CA Dijon, 1re ch. sect. 2, 19 décembre 2000, n° 99-01574
DIJON
Arrêt
Confirmation
PARTIES
Demandeur :
Zwaans BVA (SA)
Défendeur :
Ammann-Yanmar (SA)
COMPOSITION DE LA JURIDICTION
Président :
M. Littner
Conseillers :
M. Jacquin, Mme Arnaud
Avoués :
SCP Fontaine-Tranchard & Soulard, Me Gerbay
Avocats :
Mes Evrard, Corcos
Exposé des faits et de la procédure
La société Ammann Yanmar (SA) a confié à la société Zwaans BVA la distribution en Belgique des machines de chantier qu'elle fabrique. Par lettre du 15 décembre 1995, elle lui a signifié sa décision de mettre fin à leur collaboration réciproque à partir du 1er janvier 1996, en lui accordant cependant un préavis d'un an.
Exposant que la société Zwaans BVA lui demeurait redevable de 1 452 983,88 F correspondant à des ventes de matériel, la société Ammann Yanmar l'a assignée en paiement de cette somme devant le Tribunal de commerce de Saint-Dizier, lequel s'est déclaré compétent par jugement du 21 mars 1997, confirmé par arrêt de cette cour du 8 juillet 1997. La société Zwaans BVA a alors formé une demande reconventionnelle en invoquant la résiliation abusive des relations commerciales. Par jugement du 20 février 1998, le tribunal a condamné la société Zwaans BVA à payer à la société Ammann Yanmar 2 037 500 F, avec intérêts au taux légal à compter de l'assignation, ordonné la traduction d'un document intitulé "Importeur Vertrag", daté du 17 mai 1990. Au vu de cette traduction et par jugement du 2 juillet 1999, le tribunal a dit que le contrat liant les deux sociétés est un contrat de concession exclusive à durée indéterminée, valable au regard de l'article 85-1 du traité de Rome et soumis à la loi belge du 27 juillet 1961, a constaté que la société Ammann Yanmar avait respecté un délai de préavis suffisant, a débouté la société Zwaans BVA de sa demande reconventionnelle et l'a condamnée à payer 30 000 F à la société Ammann Yanmar sur le fondement de l'article 700 du nouveau Code de procédure civile.

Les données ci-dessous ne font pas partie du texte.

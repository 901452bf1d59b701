use std::sync::Arc;

use serde_json::json;

use super::*;
use crate::state::test_helpers::{MockBackend, tokens, user};

fn identity(backend: &MockBackend, access: &str, id: &str) -> Identity {
    let u = user(id, &format!("{id}@example.org"));
    backend.sign_in(access, u.clone());
    Identity { user: u, tokens: tokens(access, "r"), refreshed: false }
}

// =============================================================================
// resolve_session
// =============================================================================

#[tokio::test]
async fn no_tokens_is_nobody() {
    let backend = MockBackend::new();
    assert_eq!(resolve_session(&backend, None).await.unwrap(), None);
}

#[tokio::test]
async fn valid_access_token_resolves_without_refresh() {
    let backend = MockBackend::new();
    backend.sign_in("a1", user("u1", "u1@example.org"));
    let found = resolve_session(&backend, Some(tokens("a1", "r1")))
        .await
        .unwrap()
        .unwrap();
    assert_eq!(found.user.id, "u1");
    assert!(!found.refreshed);
    assert_eq!(found.tokens, tokens("a1", "r1"));
}

#[tokio::test]
async fn expired_access_token_is_refreshed_once() {
    let backend = MockBackend::new();
    backend.sign_in("a2", user("u1", "u1@example.org"));
    backend.allow_refresh("r1", tokens("a2", "r2"));
    let found = resolve_session(&backend, Some(tokens("stale", "r1")))
        .await
        .unwrap()
        .unwrap();
    assert!(found.refreshed);
    assert_eq!(found.tokens, tokens("a2", "r2"));
}

#[tokio::test]
async fn rejected_refresh_is_nobody() {
    let backend = MockBackend::new();
    let found = resolve_session(&backend, Some(tokens("stale", "bad")))
        .await
        .unwrap();
    assert_eq!(found, None);
}

#[tokio::test]
async fn refreshed_token_still_rejected_is_nobody() {
    let backend = MockBackend::new();
    backend.allow_refresh("r1", tokens("also-stale", "r2"));
    let found = resolve_session(&backend, Some(tokens("stale", "r1")))
        .await
        .unwrap();
    assert_eq!(found, None);
}

// =============================================================================
// is_rejection
// =============================================================================

#[test]
fn client_errors_are_rejections() {
    assert!(is_rejection(&GatewayError::Unauthorized));
    assert!(is_rejection(&GatewayError::Status { status: 400, body: String::new() }));
    assert!(!is_rejection(&GatewayError::Status { status: 503, body: String::new() }));
    assert!(!is_rejection(&GatewayError::Request("timeout".to_owned())));
}

// =============================================================================
// load_profile / resolve_is_admin
// =============================================================================

#[tokio::test]
async fn profile_found_by_user_id() {
    let backend = MockBackend::new();
    backend.insert_row(PROFILES_TABLE, json!({"id": "u1", "full_name": "Ada", "grade": 11}));
    backend.insert_row(PROFILES_TABLE, json!({"id": "u2", "full_name": "Other"}));
    let who = identity(&backend, "a1", "u1");
    let profile = load_profile(&backend, &who).await.unwrap();
    assert_eq!(profile.full_name.as_deref(), Some("Ada"));
    assert_eq!(profile.grade.as_deref(), Some("11"));
}

#[tokio::test]
async fn missing_profile_is_none() {
    let backend = MockBackend::new();
    let who = identity(&backend, "a1", "u1");
    assert_eq!(load_profile(&backend, &who).await, None);
}

#[tokio::test]
async fn failed_profile_lookup_is_none() {
    let backend = MockBackend::new();
    backend.fail_table(PROFILES_TABLE);
    let who = identity(&backend, "a1", "u1");
    assert_eq!(load_profile(&backend, &who).await, None);
}

#[tokio::test]
async fn admin_role_row_grants_admin() {
    let backend = MockBackend::new();
    backend.insert_row(USER_ROLES_TABLE, json!({"user_id": "u1", "role": "admin"}));
    let who = identity(&backend, "a1", "u1");
    assert!(resolve_is_admin(&backend, &who).await);
}

#[tokio::test]
async fn other_role_is_not_admin() {
    let backend = MockBackend::new();
    backend.insert_row(USER_ROLES_TABLE, json!({"user_id": "u1", "role": "editor"}));
    backend.insert_row(USER_ROLES_TABLE, json!({"user_id": "u2", "role": "admin"}));
    let who = identity(&backend, "a1", "u1");
    assert!(!resolve_is_admin(&backend, &who).await);
}

#[tokio::test]
async fn role_lookup_failure_denies_admin() {
    let backend = MockBackend::new();
    backend.insert_row(USER_ROLES_TABLE, json!({"user_id": "u1", "role": "admin"}));
    backend.fail_table(USER_ROLES_TABLE);
    let who = identity(&backend, "a1", "u1");
    assert!(!resolve_is_admin(&backend, &who).await);
}

// =============================================================================
// resolve_snapshot
// =============================================================================

#[tokio::test]
async fn snapshot_combines_profile_and_role() {
    let backend = Arc::new(MockBackend::new());
    backend.insert_row(PROFILES_TABLE, json!({"id": "u1", "school": "Lincoln High"}));
    backend.insert_row(USER_ROLES_TABLE, json!({"user_id": "u1", "role": "admin"}));
    let who = identity(&backend, "a1", "u1");
    let snapshot = resolve_snapshot(backend.as_ref(), &who).await;
    assert_eq!(snapshot.user.id, "u1");
    assert_eq!(snapshot.profile.unwrap().school.as_deref(), Some("Lincoln High"));
    assert!(snapshot.is_admin);
}

#[tokio::test]
async fn snapshot_survives_profile_failure() {
    let backend = MockBackend::new();
    backend.fail_table(PROFILES_TABLE);
    let who = identity(&backend, "a1", "u1");
    let snapshot = resolve_snapshot(&backend, &who).await;
    assert_eq!(snapshot.profile, None);
    assert!(!snapshot.is_admin);
}
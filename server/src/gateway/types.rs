//! Gateway types: errors, tokens, and the table query builder.

use serde::Deserialize;

// =============================================================================
// ERROR
// =============================================================================

/// Errors produced by hosted-backend calls.
#[derive(Debug, thiserror::Error)]
pub enum GatewayError {
    /// The HTTP request could not be sent or its body read.
    #[error("backend request failed: {0}")]
    Request(String),

    /// The backend returned a non-success status other than 401/403.
    #[error("backend responded with status {status}")]
    Status { status: u16, body: String },

    /// The backend rejected the access token (or credentials).
    #[error("backend rejected credentials")]
    Unauthorized,

    /// The response body could not be deserialized.
    #[error("backend response decode failed: {0}")]
    Decode(String),

    /// A maybe-single select matched more than one row.
    #[error("expected at most one row from {table}, got {count}")]
    MultipleRows { table: String, count: usize },

    /// The underlying HTTP client could not be constructed.
    #[error("HTTP client build failed: {0}")]
    HttpClientBuild(String),
}

/// Map a non-success HTTP status to a gateway error.
#[must_use]
pub fn status_error(status: u16, body: String) -> GatewayError {
    match status {
        401 | 403 => GatewayError::Unauthorized,
        _ => GatewayError::Status { status, body },
    }
}

// =============================================================================
// AUTH
// =============================================================================

/// Access/refresh token pair issued by the hosted auth API.
#[derive(Clone, Debug, PartialEq, Eq, Deserialize)]
pub struct AuthTokens {
    pub access_token: String,
    pub refresh_token: String,
}

/// How far a sign-out reaches.
#[derive(Clone, Copy, Debug, PartialEq, Eq)]
pub enum SignOutScope {
    /// Revoke every session of the user, on every device.
    Global,
    /// Revoke only the session behind this access token.
    Local,
}

impl SignOutScope {
    #[must_use]
    pub fn as_str(self) -> &'static str {
        match self {
            Self::Global => "global",
            Self::Local => "local",
        }
    }
}

/// Parameters of a hosted OAuth authorize redirect.
#[derive(Clone, Debug, PartialEq, Eq)]
pub struct AuthorizeRequest<'a> {
    pub provider: &'a str,
    pub redirect_to: &'a str,
    pub code_challenge: &'a str,
    /// Provider hint forwarded as `prompt` (e.g. `select_account`).
    pub prompt: Option<&'a str>,
}

// =============================================================================
// TABLE QUERY
// =============================================================================

#[derive(Clone, Copy, Debug, PartialEq, Eq)]
pub enum Order {
    Asc,
    Desc,
}

/// A select/update target: table, projection, equality filters, ordering.
///
/// Encodes to the table API's query-string dialect
/// (`select=*&user_id=eq.42&order=created_at.desc`).
#[derive(Clone, Debug, PartialEq, Eq)]
pub struct TableQuery {
    pub table: String,
    select: Option<String>,
    filters: Vec<(String, String)>,
    order: Option<(String, Order)>,
}

impl TableQuery {
    #[must_use]
    pub fn new(table: &str) -> Self {
        Self { table: table.to_owned(), select: None, filters: Vec::new(), order: None }
    }

    #[must_use]
    pub fn select(mut self, columns: &str) -> Self {
        self.select = Some(columns.to_owned());
        self
    }

    #[must_use]
    pub fn eq(mut self, column: &str, value: &str) -> Self {
        self.filters.push((column.to_owned(), value.to_owned()));
        self
    }

    #[must_use]
    pub fn order(mut self, column: &str, order: Order) -> Self {
        self.order = Some((column.to_owned(), order));
        self
    }

    /// Equality filters as `(column, value)` pairs, in insertion order.
    #[must_use]
    pub fn filters(&self) -> &[(String, String)] {
        &self.filters
    }

    #[must_use]
    pub fn ordering(&self) -> Option<(&str, Order)> {
        self.order.as_ref().map(|(column, order)| (column.as_str(), *order))
    }

    /// Query-string pairs in table API syntax.
    #[must_use]
    pub fn query_pairs(&self) -> Vec<(String, String)> {
        let mut pairs = Vec::with_capacity(self.filters.len() + 2);
        if let Some(select) = &self.select {
            pairs.push(("select".to_owned(), select.clone()));
        }
        for (column, value) in &self.filters {
            pairs.push((column.clone(), format!("eq.{value}")));
        }
        if let Some((column, order)) = &self.order {
            let dir = match order {
                Order::Asc => "asc",
                Order::Desc => "desc",
            };
            pairs.push(("order".to_owned(), format!("{column}.{dir}")));
        }
        pairs
    }
}

#[cfg(test)]
#[path = "types_test.rs"]
mod tests;
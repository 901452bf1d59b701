//! Auth-session state for the current browser user.
//!
//! SYSTEM CONTEXT
//! ==============
//! Created once in `App` and provided as `RwSignal<SessionState>` context.
//! Route guards wait for `loading == false` before deciding anything, and
//! subscribers that must re-run on sign-in or sign-out track `epoch`.

#[cfg(test)]
#[path = "session_test.rs"]
mod session_test;

use leptos::prelude::*;
use records::{Profile, SessionSnapshot, SessionUser};

/// Who is signed in, as far as the browser knows.
#[derive(Clone, Debug, PartialEq, Eq)]
pub struct SessionState {
    pub user: Option<SessionUser>,
    pub profile: Option<Profile>,
    pub is_admin: bool,
    /// True until the first `/api/auth/me` answer arrives.
    pub loading: bool,
    /// Bumped on every auth-state change.
    pub epoch: u64,
    /// The user pressed Sign Out; guards send them home, not to `/login`.
    pub signed_out: bool,
}

impl Default for SessionState {
    fn default() -> Self {
        Self { user: None, profile: None, is_admin: false, loading: true, epoch: 0, signed_out: false }
    }
}

impl SessionState {
    /// Install the server's answer. `None` means signed out.
    pub fn apply_snapshot(&mut self, snapshot: Option<SessionSnapshot>) {
        let before = self.user.as_ref().map(|u| u.id.clone());
        match snapshot {
            Some(snapshot) => {
                self.signed_out = false;
                self.user = Some(snapshot.user);
                self.profile = snapshot.profile;
                self.is_admin = snapshot.is_admin;
            }
            None => {
                self.user = None;
                self.profile = None;
                self.is_admin = false;
            }
        }
        let after = self.user.as_ref().map(|u| u.id.clone());
        if self.loading || before != after {
            self.epoch += 1;
        }
        self.loading = false;
    }

    /// Forget the user locally.
    pub fn tear_down(&mut self) {
        self.user = None;
        self.profile = None;
        self.is_admin = false;
        self.loading = false;
        self.epoch += 1;
    }

    /// Tear down after a deliberate sign-out.
    pub fn finish_sign_out(&mut self) {
        self.tear_down();
        self.signed_out = true;
    }

    #[must_use]
    pub fn is_signed_in(&self) -> bool {
        !self.loading && self.user.is_some()
    }

    #[must_use]
    pub fn email(&self) -> Option<&str> {
        self.user.as_ref().and_then(|u| u.email.as_deref())
    }
}

/// Ask the server who is signed in and install the answer.
pub fn refresh_session(session: RwSignal<SessionState>) {
    #[cfg(feature = "hydrate")]
    leptos::task::spawn_local(async move {
        let snapshot = match crate::net::api::fetch_session().await {
            Ok(snapshot) => snapshot,
            Err(e) => {
                log::error!("session fetch failed: {e}");
                None
            }
        };
        session.update(|s| s.apply_snapshot(snapshot));
    });
    #[cfg(not(feature = "hydrate"))]
    let _ = session;
}

/// End the session on the server, then tear down local state and run
/// `after` (typically a toast). Guarded pages then redirect to `/`.
pub fn sign_out<F>(session: RwSignal<SessionState>, after: F)
where
    F: FnOnce() + 'static,
{
    #[cfg(feature = "hydrate")]
    leptos::task::spawn_local(async move {
        crate::net::api::logout().await;
        session.update(SessionState::finish_sign_out);
        after();
    });
    #[cfg(not(feature = "hydrate"))]
    {
        session.update(SessionState::finish_sign_out);
        after();
    }
}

La société Zwaans BVA a interjeté appel de cette dernière décision.
Elle soutient que contrairement à ce qu'ont considéré les premiers juges, la société Ammann Yanmar n'a pas respecté son préavis mais a confié, dès le début de l'année 1996, la distribution de ses produits aux sociétés Blackwood Hodge et Vemate.
Elle approuve en revanche le tribunal d'avoir considéré que leurs relations commerciales étaient régies par le contrat du 17 mai 1990, même s'il n'a pas été signé, dès lors qu'il a été exécuté, qu'il n'était pas contraire à l'article 85 du traité de Rome dans la mesure où il ne produisait que de faibles effets anticoncurrentiels et enfin qu'il était soumis à la loi belge, puisque la prestation qui le caractérise est la distribution qui a lieu en Belgique. Elle ajoute qu'en toute hypothèse, le droit français, n'autorise pas la rupture d'une convention à durée indéterminée, à tout moment, en l'absence de faute. Elle conteste avoir commis une faute qui aurait autorisé la société Ammann Yanmar à dénoncer son préavis. Elle indique qu'en droit belge, lorsqu'une concession de vente a été tacitement reconduite à deux reprises par l'effet du contrat, toute prorogation ultérieure est censée consentie pour une durée indéterminée.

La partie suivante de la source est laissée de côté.